Friday, August 31, 2018

State Fair Patterns



Our first two attempts to visit the state fair were aborted this year. On Sunday morning the line into the Larpenteur parking lot extended west beyond the University golf course. It was simply too long. On Monday morning we got a late start due to a dentist appointment; the line seemed manageable, but just as it we got to the parking lot entrance someone brought out the LOT FULL sign.

(There are other places to park, I know, but the "bloom" would be off the morning by the time we got inside.)

Wednesday  morning we left the house at 7:30, waited patiently in the long line stretching west down Larpentuer Avenue, and finally bought our tickets and entered the fairgrounds at 8:40. We had no trouble finding something to do for the 20 minutes before the Eco-Building opened, because we almost immediately ran into an old friend of mine, Jim Hoey, and his wife, Ann. Jim and I have done four books together, and I think he's cooking up a fifth. "But I can't write in the summer," he said. "I take care of seven properties for a realtor friend of mine and I have too much grass to mow."
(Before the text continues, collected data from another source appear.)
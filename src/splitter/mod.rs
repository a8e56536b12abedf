//! Time-window slicing of a collected log tree into a mirrored tree.
//!
//! Files whose base name contains a known family are copied line by line,
//! keeping only the records whose head falls in `(begin, end]`. Everything
//! else is left out of the mirror.

#![allow(missing_docs)]

use std::fs::{self, File};
use std::io::{BufRead, BufReader, BufWriter, Write};
use std::path::{Path, PathBuf};

use serde::Serialize;

use crate::core::errors::{DiagError, Result};
use crate::logs::item::{SLOW_QUERY_FILE_NAME, Timestamp};
use crate::logs::parser::{HeadParser, ParserSet, SlowQueryParser};

/// Log families the splitter knows how to cut.
#[derive(Debug, Clone, Copy, PartialEq, Eq, Serialize)]
#[serde(rename_all = "snake_case")]
pub enum Family {
    SlowQuery,
    TiDB,
    TiKV,
    PD,
}

impl Family {
    /// Match by substring of the base name; slow-query first since its name
    /// also contains `tidb`.
    pub fn detect(file_name: &str) -> Option<Self> {
        if file_name.contains(SLOW_QUERY_FILE_NAME) {
            Some(Self::SlowQuery)
        } else if file_name.contains("tidb.log") {
            Some(Self::TiDB)
        } else if file_name.contains("tikv.log") {
            Some(Self::TiKV)
        } else if file_name.contains("pd.log") {
            Some(Self::PD)
        } else {
            None
        }
    }
}

#[derive(Debug, Clone, PartialEq, Eq, Serialize)]
pub struct SplitFile {
    /// Path relative to the source root.
    pub path: PathBuf,
    pub family: Family,
    pub lines: u64,
}

#[derive(Debug, Clone, Default, PartialEq, Eq, Serialize)]
pub struct SplitReport {
    pub files: Vec<SplitFile>,
    pub skipped: Vec<PathBuf>,
}

impl SplitReport {
    pub fn total_lines(&self) -> u64 {
        self.files.iter().map(|f| f.lines).sum()
    }
}

/// Mirror `src` under `dst`, copying only windowed lines of known families.
pub fn split_dir(src: &Path, dst: &Path, begin: Timestamp, end: Timestamp) -> Result<SplitReport> {
    let mut report = SplitReport::default();
    walk(src, dst, Path::new(""), &begin, &end, &mut report)?;
    Ok(report)
}

fn walk(
    src: &Path,
    dst: &Path,
    rel: &Path,
    begin: &Timestamp,
    end: &Timestamp,
    report: &mut SplitReport,
) -> Result<()> {
    // The root may itself be a link; nothing below it is followed.
    let meta = if rel.as_os_str().is_empty() {
        fs::metadata(src)
    } else {
        fs::symlink_metadata(src)
    }
    .map_err(|e| DiagError::io(src, e))?;
    if meta.file_type().is_symlink() {
        report.skipped.push(rel.to_path_buf());
        return Ok(());
    }
    if meta.is_dir() {
        fs::create_dir_all(dst).map_err(|e| DiagError::io(dst, e))?;
        let mut entries = fs::read_dir(src)
            .map_err(|e| DiagError::io(src, e))?
            .collect::<std::io::Result<Vec<_>>>()
            .map_err(|e| DiagError::io(src, e))?;
        entries.sort_by_key(fs::DirEntry::file_name);
        for entry in entries {
            let name = entry.file_name();
            walk(
                &src.join(&name),
                &dst.join(&name),
                &rel.join(&name),
                begin,
                end,
                report,
            )?;
        }
        return Ok(());
    }
    if !meta.is_file() {
        return Ok(());
    }

    let base = src
        .file_name()
        .map(|n| n.to_string_lossy().into_owned())
        .unwrap_or_default();
    let Some(family) = Family::detect(&base) else {
        report.skipped.push(rel.to_path_buf());
        return Ok(());
    };

    let from = File::open(src).map_err(|e| DiagError::io(src, e))?;
    let to = File::create(dst).map_err(|e| DiagError::io(dst, e))?;
    let mut reader = BufReader::new(from);
    let mut writer = BufWriter::new(to);
    let lines = match family {
        Family::SlowQuery => split_slow_query(&mut reader, &mut writer, begin, end),
        _ => split_records(&mut reader, &mut writer, begin, end),
    }
    .map_err(|e| DiagError::io(src, e))?;
    writer.flush().map_err(|e| DiagError::io(dst, e))?;

    report.files.push(SplitFile {
        path: rel.to_path_buf(),
        family,
        lines,
    });
    Ok(())
}

fn read_line<R: BufRead>(reader: &mut R, buf: &mut Vec<u8>) -> std::io::Result<bool> {
    buf.clear();
    if reader.read_until(b'\n', buf)? == 0 {
        return Ok(false);
    }
    if buf.last() == Some(&b'\n') {
        buf.pop();
    }
    if buf.last() == Some(&b'\r') {
        buf.pop();
    }
    Ok(true)
}

fn write_line<W: Write>(writer: &mut W, line: &[u8]) -> std::io::Result<()> {
    writer.write_all(line)?;
    writer.write_all(b"\n")
}

/// Head-delimited formats: a head decides whether it and its continuation
/// lines are copied; the first head past `end` stops the copy.
pub fn split_records<R: BufRead, W: Write>(
    reader: &mut R,
    writer: &mut W,
    begin: &Timestamp,
    end: &Timestamp,
) -> std::io::Result<u64> {
    let mut parsers = ParserSet::standard();
    let mut in_window = false;
    let mut copied = 0;
    let mut line = Vec::new();
    while read_line(reader, &mut line)? {
        if let Some((t, _)) = parsers.parse(&line) {
            if t > *end {
                break;
            }
            in_window = t > *begin;
        }
        if in_window {
            write_line(writer, &line)?;
            copied += 1;
        }
    }
    Ok(copied)
}

#[derive(Debug, Clone, Copy, PartialEq, Eq)]
enum SlowState {
    Searching,
    Writing,
    Skipping,
}

/// Slow-query records: `# Time:` opens a record, the first non-`#` line
/// (the SQL) closes it.
pub fn split_slow_query<R: BufRead, W: Write>(
    reader: &mut R,
    writer: &mut W,
    begin: &Timestamp,
    end: &Timestamp,
) -> std::io::Result<u64> {
    let parser = SlowQueryParser;
    let mut state = SlowState::Searching;
    let mut copied = 0;
    let mut line = Vec::new();
    while read_line(reader, &mut line)? {
        match state {
            SlowState::Searching => {
                let Some(t) = parser.parse_head(&line).time else {
                    continue;
                };
                if t > *end {
                    break;
                }
                if t > *begin {
                    state = SlowState::Writing;
                    write_line(writer, &line)?;
                    copied += 1;
                } else {
                    state = SlowState::Skipping;
                }
            }
            SlowState::Writing => {
                write_line(writer, &line)?;
                copied += 1;
            }
            SlowState::Skipping => {}
        }
        if line.first().is_some_and(|b| *b != b'#') {
            state = SlowState::Searching;
        }
    }
    Ok(copied)
}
I don't have that problem. I hired a lawn firm to kill the creeping Charlie in our yard, and when they were done eradicating it, it turned out I didn't have any grass.

The displays in the Eco-Building get better every year. Solar Power, wind power, clean water, recycling, agricultural runoff, bicycle transport, peace coffee, kobucha, composting, kayaking on the Mississippi, all presented in a cheery easy-to-read displays, interactive kiosks, and clever do-it-yourself demonstrations.


I talked at length to the woman at the Gitchi Gummi booth about Duluth, and she gave Hilary a rub-on tattoo of Lake Superior. The woman at the PCA booth told us a little about the challenges of dealing with the Trump administration. 


At the "water bar" we sampled tap water from St. Paul (which gets its water from the Mississippi), Duluth (which gets it from Lake Superior), and tiny Buhl (which gets its famous water from a deep aquifer). The differences were subtle—almost undetectable. I suggested to the young man pouring the samples that they serve crackers.

As we wandered the hall I ran into another old author-friend, Stew Thornley, with whom I've worked on several books. Though he's an official scorer for the Minnesota Twins, his day job is with the Department of Health, and  he was scheduled to give a demonstration about water quality that morning.

At one modest booth we spoke with the same tree "expert" who advised us  last year to cut down a big maple in our front yard because it had a few dead branches. "You never know," she said. "One might fall on you."

This year, I asked her what might be a good thing to plant under some malingering blue spruce in the back yard. "Nothing," she said. "Anyway, blue spruce don't live much more than 30 years in Minnesota." I happen to know that the trees in our yard are now 70 years old at least, because my neighbor planted them in 1948.

I told her we had some volunteer ash coming up in the understory. "Ash are not good; they'll get green ash borer."

The woman was pleasant to talk to, and it occurred to me only in retrospect that she had a rather negative view of plant life, generally speaking.

Out in front of the building we did a lot better, chatting with a garden expert who confirmed most of my ideas about our ailing yard.  "Moss? Lucky you! Why not add some clover?" But that's a story for another time. 


 The art building is always a highlight, for both the diversity of mediums and the wide range of styles on display, which you'll find at no other art exhibit that I know of. The  sheer volume of pieces eventually tends to numb the brain, yet it's a healthy challenge to see if you can plot a route through the many side halls that will allow you to see them all.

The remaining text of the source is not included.